*** Opening of THE INPUT ***

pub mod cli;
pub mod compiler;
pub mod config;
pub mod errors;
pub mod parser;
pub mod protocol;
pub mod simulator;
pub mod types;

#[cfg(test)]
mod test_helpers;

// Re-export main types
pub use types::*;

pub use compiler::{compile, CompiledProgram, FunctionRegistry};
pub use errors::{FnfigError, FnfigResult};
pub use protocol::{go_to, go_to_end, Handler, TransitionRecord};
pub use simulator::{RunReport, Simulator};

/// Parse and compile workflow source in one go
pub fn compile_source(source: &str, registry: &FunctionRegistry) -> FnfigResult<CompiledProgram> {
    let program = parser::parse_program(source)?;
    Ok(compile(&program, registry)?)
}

*** Close of THE INPUT ***
*** Opening of THE INPUT ***

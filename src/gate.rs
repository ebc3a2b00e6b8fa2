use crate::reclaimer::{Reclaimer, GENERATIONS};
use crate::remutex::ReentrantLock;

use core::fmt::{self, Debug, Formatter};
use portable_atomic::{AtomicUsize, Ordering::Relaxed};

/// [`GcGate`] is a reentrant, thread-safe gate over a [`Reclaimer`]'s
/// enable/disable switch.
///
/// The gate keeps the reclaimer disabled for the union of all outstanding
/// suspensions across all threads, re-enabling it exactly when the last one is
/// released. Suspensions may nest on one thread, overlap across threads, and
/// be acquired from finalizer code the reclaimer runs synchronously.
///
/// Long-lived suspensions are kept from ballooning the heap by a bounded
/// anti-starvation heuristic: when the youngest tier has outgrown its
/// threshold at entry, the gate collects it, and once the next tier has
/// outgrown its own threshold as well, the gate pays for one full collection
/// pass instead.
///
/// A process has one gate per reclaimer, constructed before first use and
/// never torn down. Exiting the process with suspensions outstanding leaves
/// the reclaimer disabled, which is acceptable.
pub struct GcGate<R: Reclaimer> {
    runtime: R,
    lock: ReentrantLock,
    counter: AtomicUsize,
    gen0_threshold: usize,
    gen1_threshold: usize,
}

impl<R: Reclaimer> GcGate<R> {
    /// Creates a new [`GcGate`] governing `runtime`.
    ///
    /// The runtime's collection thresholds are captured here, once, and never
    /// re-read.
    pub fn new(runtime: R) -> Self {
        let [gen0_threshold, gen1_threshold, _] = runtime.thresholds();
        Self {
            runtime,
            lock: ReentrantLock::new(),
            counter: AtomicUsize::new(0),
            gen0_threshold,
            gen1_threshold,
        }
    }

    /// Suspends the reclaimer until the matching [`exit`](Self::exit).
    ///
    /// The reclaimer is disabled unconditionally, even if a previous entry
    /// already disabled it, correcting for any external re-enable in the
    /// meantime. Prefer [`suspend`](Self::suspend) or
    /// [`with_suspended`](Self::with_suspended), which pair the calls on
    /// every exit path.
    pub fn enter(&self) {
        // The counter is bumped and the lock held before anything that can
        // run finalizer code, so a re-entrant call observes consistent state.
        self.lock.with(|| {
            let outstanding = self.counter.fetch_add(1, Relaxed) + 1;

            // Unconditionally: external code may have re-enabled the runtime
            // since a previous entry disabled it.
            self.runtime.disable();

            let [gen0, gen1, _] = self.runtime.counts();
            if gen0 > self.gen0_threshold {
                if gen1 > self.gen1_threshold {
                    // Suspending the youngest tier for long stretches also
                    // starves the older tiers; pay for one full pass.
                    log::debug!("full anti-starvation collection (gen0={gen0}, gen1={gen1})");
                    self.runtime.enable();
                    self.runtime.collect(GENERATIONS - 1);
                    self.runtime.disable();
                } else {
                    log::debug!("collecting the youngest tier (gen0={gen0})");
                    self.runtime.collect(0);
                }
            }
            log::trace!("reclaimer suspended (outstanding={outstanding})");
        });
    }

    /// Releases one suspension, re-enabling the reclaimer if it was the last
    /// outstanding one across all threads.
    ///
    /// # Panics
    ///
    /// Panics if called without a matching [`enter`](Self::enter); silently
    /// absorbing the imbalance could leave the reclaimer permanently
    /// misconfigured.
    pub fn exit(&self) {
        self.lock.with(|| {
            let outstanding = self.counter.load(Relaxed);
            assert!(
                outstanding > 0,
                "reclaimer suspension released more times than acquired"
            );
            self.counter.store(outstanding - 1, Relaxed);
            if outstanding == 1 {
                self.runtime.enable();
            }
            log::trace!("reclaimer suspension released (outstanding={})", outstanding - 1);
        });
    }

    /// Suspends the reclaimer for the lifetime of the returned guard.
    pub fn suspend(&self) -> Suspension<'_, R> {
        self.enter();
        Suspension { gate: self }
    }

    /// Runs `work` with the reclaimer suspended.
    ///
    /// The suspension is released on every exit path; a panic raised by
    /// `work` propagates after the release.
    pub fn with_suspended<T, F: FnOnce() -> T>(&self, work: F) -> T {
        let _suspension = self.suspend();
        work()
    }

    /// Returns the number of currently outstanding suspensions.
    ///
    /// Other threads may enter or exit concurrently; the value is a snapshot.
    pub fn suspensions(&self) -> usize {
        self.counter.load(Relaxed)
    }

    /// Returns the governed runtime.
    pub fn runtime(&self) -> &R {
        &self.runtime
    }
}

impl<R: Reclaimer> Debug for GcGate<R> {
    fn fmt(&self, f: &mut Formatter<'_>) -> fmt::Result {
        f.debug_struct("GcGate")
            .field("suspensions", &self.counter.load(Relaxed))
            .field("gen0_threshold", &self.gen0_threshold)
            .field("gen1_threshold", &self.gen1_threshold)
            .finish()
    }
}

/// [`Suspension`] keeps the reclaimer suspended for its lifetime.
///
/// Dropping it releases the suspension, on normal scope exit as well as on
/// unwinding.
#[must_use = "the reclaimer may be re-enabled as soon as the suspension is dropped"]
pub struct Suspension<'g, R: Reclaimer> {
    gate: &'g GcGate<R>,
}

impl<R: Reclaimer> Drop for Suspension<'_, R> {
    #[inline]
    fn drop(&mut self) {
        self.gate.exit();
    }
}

*** Close of THE INPUT ***

> **EXERCISE OBJECTIVE**
Could you set down, exactly as written, the lines above between the one holding "by a bounded" and the one holding "next tier has", inclusive, and nothing more?

> **RESULT**
/// Long-lived suspensions are kept from ballooning the heap by a bounded
/// anti-starvation heuristic: when the youngest tier has outgrown its
/// threshold at entry, the gate collects it, and once the next tier has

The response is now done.